**WHAT NEEDS TO BE DONE**
In the records that follow, find each line with "action" and pull it out.

Top of TASK MATERIAL

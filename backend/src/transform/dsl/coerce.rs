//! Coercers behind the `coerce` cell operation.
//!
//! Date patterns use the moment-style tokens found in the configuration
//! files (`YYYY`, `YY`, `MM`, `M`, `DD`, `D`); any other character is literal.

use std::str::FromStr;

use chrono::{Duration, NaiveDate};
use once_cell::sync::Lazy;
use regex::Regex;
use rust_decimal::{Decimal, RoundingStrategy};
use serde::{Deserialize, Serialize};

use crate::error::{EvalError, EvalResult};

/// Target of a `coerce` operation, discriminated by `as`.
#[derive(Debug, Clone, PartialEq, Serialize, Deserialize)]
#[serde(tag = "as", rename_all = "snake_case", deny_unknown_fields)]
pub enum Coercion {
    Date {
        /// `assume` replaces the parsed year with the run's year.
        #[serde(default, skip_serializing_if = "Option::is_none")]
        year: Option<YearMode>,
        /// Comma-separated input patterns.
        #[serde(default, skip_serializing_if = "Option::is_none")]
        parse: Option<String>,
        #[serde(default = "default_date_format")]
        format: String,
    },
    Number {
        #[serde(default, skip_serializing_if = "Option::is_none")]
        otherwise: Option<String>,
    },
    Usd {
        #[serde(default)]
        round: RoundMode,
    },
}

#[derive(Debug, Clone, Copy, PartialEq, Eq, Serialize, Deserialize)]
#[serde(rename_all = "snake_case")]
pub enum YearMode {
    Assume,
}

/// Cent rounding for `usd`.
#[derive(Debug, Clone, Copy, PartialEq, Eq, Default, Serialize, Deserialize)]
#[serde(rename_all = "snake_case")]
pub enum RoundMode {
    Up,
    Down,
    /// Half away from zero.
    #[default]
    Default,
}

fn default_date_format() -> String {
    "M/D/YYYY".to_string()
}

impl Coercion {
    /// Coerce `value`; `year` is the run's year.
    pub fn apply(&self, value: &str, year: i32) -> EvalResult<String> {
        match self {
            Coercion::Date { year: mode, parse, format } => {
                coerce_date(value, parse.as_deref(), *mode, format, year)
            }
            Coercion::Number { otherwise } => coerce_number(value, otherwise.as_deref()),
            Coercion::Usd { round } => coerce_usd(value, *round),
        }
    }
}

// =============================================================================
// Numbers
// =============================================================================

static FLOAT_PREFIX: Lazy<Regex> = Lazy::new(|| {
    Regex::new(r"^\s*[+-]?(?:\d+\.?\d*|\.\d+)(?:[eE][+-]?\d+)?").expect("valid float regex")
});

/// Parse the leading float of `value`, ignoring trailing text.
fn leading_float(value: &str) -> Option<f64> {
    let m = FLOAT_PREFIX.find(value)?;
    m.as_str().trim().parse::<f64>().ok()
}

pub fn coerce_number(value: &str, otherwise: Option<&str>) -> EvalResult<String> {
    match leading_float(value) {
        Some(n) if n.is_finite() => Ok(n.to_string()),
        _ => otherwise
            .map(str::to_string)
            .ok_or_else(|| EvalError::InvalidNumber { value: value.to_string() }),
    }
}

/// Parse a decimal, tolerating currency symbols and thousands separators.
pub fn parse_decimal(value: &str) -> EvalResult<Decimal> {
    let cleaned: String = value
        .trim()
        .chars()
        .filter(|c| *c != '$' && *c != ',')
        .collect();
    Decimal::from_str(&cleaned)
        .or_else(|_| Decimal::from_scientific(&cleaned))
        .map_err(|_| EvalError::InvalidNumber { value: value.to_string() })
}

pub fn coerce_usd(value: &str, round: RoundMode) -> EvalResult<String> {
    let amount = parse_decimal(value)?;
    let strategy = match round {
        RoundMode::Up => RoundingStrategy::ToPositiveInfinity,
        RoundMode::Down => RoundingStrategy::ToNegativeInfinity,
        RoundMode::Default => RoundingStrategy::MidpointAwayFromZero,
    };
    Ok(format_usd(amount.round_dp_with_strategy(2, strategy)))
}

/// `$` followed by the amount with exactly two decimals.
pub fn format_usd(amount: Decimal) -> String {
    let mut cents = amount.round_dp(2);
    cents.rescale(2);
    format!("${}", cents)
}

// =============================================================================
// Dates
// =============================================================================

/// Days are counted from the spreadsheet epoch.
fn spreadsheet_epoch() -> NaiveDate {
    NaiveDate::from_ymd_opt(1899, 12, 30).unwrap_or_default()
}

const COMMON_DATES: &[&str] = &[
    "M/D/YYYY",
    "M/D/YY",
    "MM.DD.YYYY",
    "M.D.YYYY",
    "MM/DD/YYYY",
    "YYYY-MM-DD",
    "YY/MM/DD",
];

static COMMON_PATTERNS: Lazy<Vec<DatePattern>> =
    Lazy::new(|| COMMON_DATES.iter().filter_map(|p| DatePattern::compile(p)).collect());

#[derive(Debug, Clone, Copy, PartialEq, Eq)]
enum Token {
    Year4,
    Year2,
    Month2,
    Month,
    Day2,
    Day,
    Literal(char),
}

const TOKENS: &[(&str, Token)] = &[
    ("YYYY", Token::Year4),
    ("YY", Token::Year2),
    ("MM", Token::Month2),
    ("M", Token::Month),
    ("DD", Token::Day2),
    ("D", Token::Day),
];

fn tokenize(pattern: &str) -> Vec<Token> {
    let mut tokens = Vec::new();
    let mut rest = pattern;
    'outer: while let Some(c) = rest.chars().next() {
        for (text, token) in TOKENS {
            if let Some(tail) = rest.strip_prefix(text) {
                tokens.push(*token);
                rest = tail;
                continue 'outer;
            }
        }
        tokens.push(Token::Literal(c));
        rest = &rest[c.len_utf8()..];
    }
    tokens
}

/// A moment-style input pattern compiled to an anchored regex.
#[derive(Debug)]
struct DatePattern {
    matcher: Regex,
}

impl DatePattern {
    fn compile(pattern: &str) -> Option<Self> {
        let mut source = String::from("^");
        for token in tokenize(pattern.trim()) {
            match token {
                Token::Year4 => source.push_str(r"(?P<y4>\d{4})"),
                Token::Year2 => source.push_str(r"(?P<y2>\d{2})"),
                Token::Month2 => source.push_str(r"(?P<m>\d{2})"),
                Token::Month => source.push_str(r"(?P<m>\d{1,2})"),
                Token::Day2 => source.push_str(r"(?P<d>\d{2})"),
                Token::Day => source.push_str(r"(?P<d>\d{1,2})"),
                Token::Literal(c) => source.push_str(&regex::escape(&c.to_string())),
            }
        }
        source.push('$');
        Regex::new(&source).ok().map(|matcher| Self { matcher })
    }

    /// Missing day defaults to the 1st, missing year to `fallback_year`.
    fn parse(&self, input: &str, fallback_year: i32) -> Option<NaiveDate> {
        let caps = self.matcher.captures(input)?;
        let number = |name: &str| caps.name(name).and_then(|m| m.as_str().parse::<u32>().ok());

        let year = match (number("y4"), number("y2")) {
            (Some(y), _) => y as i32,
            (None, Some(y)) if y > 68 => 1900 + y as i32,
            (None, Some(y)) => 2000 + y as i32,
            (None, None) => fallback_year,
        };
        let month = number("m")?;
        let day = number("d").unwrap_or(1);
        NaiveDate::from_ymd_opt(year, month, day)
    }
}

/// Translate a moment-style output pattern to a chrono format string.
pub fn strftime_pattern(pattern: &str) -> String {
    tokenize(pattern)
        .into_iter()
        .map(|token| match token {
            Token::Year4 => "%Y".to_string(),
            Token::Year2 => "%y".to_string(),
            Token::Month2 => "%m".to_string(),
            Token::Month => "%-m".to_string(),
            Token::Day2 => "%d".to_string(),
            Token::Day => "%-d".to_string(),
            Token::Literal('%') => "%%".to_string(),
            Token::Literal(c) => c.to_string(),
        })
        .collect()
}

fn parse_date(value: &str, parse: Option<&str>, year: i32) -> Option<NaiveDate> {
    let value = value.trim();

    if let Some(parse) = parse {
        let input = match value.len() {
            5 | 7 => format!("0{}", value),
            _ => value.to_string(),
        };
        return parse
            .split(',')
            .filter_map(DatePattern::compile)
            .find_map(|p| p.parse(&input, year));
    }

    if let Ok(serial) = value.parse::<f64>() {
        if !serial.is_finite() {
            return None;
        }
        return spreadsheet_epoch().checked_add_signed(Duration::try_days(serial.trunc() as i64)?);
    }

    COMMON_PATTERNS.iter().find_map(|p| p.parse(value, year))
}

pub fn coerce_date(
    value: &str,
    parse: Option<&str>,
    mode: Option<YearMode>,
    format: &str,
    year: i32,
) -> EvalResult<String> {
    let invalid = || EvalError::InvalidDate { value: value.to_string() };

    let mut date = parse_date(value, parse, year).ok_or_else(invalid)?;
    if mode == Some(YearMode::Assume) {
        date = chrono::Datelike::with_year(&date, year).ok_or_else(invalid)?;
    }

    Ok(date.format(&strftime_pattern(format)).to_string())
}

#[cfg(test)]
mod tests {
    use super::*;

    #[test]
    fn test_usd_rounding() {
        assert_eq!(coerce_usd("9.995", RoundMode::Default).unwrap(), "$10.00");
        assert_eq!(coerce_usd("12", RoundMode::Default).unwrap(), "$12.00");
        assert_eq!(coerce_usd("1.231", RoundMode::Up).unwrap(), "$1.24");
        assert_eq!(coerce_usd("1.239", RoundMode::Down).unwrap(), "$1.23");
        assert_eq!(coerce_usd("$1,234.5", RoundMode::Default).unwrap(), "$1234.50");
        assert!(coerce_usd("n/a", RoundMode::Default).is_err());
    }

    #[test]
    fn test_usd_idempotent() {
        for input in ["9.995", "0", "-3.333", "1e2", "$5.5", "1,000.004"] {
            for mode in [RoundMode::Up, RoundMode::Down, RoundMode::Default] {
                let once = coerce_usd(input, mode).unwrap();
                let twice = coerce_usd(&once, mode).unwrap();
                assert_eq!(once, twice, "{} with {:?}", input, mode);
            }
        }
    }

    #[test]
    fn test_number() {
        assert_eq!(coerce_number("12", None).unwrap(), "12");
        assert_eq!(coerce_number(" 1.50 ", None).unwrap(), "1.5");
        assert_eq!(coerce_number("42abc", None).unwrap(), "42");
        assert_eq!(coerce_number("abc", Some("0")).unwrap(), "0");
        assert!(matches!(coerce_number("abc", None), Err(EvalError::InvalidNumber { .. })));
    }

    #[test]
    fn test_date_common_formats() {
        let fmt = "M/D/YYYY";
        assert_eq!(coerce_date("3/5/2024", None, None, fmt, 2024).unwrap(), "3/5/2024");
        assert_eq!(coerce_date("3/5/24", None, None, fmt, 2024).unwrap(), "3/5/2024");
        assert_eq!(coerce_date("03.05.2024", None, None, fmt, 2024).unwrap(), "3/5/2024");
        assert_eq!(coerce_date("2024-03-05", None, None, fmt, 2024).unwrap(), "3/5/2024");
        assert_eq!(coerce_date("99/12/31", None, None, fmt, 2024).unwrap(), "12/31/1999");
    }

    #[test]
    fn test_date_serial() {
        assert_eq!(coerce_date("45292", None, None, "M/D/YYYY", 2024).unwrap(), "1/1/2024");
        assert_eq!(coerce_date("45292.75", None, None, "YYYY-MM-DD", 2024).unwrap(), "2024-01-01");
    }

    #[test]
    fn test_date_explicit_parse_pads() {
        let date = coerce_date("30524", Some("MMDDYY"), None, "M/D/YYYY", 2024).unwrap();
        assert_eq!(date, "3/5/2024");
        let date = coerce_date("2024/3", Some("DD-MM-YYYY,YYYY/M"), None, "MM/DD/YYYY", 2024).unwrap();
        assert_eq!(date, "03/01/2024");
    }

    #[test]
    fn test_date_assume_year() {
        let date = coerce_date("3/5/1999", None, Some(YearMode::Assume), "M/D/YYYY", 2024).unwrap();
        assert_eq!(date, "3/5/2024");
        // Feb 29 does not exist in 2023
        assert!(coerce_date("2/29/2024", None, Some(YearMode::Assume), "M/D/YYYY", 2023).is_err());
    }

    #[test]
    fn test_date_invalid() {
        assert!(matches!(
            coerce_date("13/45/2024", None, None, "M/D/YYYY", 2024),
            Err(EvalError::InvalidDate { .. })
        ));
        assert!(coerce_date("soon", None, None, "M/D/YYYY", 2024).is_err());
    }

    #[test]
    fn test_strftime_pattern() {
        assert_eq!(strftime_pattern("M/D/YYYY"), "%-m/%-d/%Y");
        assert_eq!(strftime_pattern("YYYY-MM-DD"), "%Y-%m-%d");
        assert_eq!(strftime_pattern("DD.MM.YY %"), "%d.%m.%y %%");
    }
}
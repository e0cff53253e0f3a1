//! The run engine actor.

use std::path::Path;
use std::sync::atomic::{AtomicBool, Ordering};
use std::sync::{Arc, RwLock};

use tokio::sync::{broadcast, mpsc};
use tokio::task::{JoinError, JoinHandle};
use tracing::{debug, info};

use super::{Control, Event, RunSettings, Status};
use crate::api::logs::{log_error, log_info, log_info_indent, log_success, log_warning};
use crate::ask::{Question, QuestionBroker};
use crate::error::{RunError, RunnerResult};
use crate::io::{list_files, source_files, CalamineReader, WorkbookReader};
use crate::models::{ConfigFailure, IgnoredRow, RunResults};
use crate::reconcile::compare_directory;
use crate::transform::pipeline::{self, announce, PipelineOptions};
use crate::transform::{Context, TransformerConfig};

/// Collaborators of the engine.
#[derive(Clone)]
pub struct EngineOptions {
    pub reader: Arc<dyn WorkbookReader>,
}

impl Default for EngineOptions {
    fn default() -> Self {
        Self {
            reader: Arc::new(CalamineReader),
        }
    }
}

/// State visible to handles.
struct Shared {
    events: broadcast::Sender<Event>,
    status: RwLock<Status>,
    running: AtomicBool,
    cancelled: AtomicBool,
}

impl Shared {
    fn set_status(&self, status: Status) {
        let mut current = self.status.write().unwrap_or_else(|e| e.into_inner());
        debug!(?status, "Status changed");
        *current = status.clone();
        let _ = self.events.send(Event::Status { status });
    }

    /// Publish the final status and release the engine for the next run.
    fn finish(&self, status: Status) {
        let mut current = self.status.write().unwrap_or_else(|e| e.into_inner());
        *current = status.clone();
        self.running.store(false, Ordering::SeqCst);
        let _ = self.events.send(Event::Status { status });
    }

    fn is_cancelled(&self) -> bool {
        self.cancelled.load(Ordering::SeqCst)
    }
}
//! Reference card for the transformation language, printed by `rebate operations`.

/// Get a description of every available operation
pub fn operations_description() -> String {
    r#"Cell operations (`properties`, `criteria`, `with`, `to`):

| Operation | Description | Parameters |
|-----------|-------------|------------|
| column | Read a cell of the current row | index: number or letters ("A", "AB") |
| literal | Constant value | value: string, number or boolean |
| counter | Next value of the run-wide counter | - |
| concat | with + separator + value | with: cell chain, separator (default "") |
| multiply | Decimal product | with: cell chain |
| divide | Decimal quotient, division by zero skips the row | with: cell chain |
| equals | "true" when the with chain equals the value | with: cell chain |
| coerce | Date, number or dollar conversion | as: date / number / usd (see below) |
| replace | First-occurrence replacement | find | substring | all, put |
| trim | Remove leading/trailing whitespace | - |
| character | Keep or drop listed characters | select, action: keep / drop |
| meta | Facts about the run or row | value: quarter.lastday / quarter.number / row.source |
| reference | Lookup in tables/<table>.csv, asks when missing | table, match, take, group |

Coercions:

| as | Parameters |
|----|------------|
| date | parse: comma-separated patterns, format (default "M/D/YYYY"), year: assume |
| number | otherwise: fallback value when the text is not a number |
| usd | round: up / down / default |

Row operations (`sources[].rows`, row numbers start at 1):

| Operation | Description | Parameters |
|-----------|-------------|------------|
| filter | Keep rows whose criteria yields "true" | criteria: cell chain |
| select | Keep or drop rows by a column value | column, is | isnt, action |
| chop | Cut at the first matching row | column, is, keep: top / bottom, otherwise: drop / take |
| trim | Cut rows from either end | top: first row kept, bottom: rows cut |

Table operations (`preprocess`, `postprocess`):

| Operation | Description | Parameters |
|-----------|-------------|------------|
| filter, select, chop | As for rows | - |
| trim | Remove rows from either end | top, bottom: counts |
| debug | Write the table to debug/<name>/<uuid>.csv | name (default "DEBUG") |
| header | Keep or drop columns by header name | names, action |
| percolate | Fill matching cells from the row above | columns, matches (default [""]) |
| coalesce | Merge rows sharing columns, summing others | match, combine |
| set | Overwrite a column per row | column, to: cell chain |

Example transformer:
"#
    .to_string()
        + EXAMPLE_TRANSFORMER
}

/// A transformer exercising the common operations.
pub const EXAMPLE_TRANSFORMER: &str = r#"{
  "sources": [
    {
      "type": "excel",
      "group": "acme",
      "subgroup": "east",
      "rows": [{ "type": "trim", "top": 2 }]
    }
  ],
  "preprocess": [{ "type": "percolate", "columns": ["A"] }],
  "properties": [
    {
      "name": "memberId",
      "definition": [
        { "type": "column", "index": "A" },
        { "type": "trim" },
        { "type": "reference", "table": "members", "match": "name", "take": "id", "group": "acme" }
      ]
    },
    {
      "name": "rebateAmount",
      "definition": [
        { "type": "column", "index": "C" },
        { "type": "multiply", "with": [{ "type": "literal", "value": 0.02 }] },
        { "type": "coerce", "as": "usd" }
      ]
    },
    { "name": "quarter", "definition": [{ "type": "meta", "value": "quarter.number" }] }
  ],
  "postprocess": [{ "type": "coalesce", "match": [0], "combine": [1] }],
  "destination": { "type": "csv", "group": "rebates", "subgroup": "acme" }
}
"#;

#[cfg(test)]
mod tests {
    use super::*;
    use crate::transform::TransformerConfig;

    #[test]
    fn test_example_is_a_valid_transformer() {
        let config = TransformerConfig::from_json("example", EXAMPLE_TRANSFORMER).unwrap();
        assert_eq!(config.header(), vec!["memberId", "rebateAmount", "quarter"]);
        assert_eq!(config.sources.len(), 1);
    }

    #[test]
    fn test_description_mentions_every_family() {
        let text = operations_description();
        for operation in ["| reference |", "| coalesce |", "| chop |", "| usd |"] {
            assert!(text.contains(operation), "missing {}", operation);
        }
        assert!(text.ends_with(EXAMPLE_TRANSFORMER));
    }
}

Bottom of TASK MATERIAL

**ANSWER TO THIS EXERCISE**
| character | Keep or drop listed characters | select, action: keep / drop |
| select | Keep or drop rows by a column value | column, is | isnt, action |
| header | Keep or drop columns by header name | names, action |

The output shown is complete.